Rogers, who is an entertaining journalist and devotee of Carr, is perhaps not a natural biographer and it's clear that he has been led a bit of a dance by Carr as he struggled with this book. We swing between the generations. There is repetition. There are tiresome italics and words — 'Westmorland' — are spelled differently on different pages. There is a mass of fascinating information but no explanation of Carr himself: the passion behind the reticence, the wariness behind the cockiness and the love behind the misogyny.

Childhood, of course, accounts for all and it is a grim thought that Carr said that all his novels are autobiographical. As a child, like his father before him, Carr listened to hell-fire sermons. There were beatings after the service from Carr senior for a laugh during prayers. Carr grew up expecting nothing to be easy. When the pedals of his first bike didn't work he thought they were meant to be like that and arrived home from a family ride in a state of collapse. On another bike-ride he fell off in the road and his father didn't even look round. There were no sweeteners, no fun. Pubs were mentioned in whispers. Alcohol was the demon. When poor Rogers first visited Carr he took him a bottle of whisky which was ceremoniously handed back to him in the ominous garden on a tray. Carr's grandfather, an inebriate pork-butcher, had broken his neck falling downstairs while under the influence. It is all in the novels. 'Genetically, I can't drink,' said Carr. He finished up an Anglican, fighting with bishops over abandoned churches and offering half a bottle of sweet wine at lunch, but thanking God his mother never knew.

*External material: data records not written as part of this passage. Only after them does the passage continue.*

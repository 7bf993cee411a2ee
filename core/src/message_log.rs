/// Message log: append-only, per-conversation ordered message history
///
/// One record per conversation under `conversation:{id}:messages`, plus a
/// locator under `message:{id}` mapping each message id to its conversation
/// and sequence. All writes to a conversation go through a store transaction
/// on its log key, which makes sequence assignment single-writer.
use crate::error::{ChatError, Result};
use crate::local_store::LocalStore;
use crate::messenger_types::{DeliveryState, Message};
use chrono::{DateTime, Utc};
use serde::{Deserialize, Serialize};
use std::collections::BTreeSet;
use tracing::{debug, warn};

const CONVERSATION_PREFIX: &str = "conversation:";

/// Highest storable sequence; reads address sequences as non-negative `i64`
pub const MAX_SEQUENCE: u64 = i64::MAX as u64;

pub fn messages_key(conversation_id: &str) -> String {
    format!("{}{}:messages", CONVERSATION_PREFIX, conversation_id)
}

pub fn locator_key(message_id: &str) -> String {
    format!("message:{}", message_id)
}

/// Persisted log of one conversation
#[derive(Debug, Clone, PartialEq, Eq, Serialize, Deserialize)]
pub struct ConversationLog {
    pub conversation_id: String,
    pub participant_ids: BTreeSet<String>,
    pub created_at: DateTime<Utc>,
    /// Next sequence handed to a local append
    pub next_sequence: u64,
    pub read_through: u64,
    /// Messages at or below this sequence were compacted away
    pub compacted_through: u64,
    /// Sorted by strictly increasing sequence
    pub messages: Vec<Message>,
}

All this and a sadistic teacher at his first school probably made Carr unteachable there. He twice failed the eleven-plus, his less clever siblings all going on to grammar school. A private school was found and he did well enough to gain an interview for a place at a teachers' training college, but gave a suicidal answer to the question, 'Why do you want to be a teacher?' (viz. 'Because it leaves me so much time for other pursuits'). Through these years he was gathering the knowledge that was to flower into the historical maps. In time he became a famous headmaster, remembered for running arithmetic races on sports day and leading the whole school around the town shouting poetry. He was a fine cricketer (the Small Book Extraordinary English Cricketers is his bestseller), understood and wrote about football fever and ran his teams like Moses among the tribes.

Then suddenly he would take off to foreign parts. He taught for a year on the Great Plains of North America in a hick town where he was hungry and poor and long remembered. The Battle of Poflocks Crossing, which he thought his best book, he spent the rest of his life writing.

But as wonderful is A Season in Sinjii, about his war service on the coast of West Africa flying the rickety old Lysander flying boats, while on the ground the soldiers went mad with heat and sickness, ended up howling at the moon, falling in love with monkeys, sometimes encountering heroism, love. pity. Carr married happily and his son still runs the press in Kettering. Though Sally Carr disliked hawking her husband's maps around the bookshops she lived with him contentedly for 36 years. For him she was the end of the search. Her eight-year fight with cancer they kept private. She never appears in the novels.

Carr's son is not sycophantic. 'All right, Dad wrote novels, but that doesn't make him exceptional . . ."The rest of his life was in the novels. His wife and I are not.' Hoping for a loving word as Carr died, his son suggested to his father that it was a pity he had never been a 'more intimate man'. Carr replied, 'No. I'm not.'

As reminiscences of Carr, and for lovers of his books, this biography perhaps couldn't be bettered. As an assessment of Carr's importance as novelist and satirist of the teaching of the false romanticism of Eng. Lit., and of his fury against cruelty and bureaucracy, there is much more to be said. But Rogers has made clear that there is more than one Carr: 'The Card', the rum fellow who wrote books, the English eccentric. There is something of granite, the same dogged unconcern for his critics as Cobbett showed, or even Blake.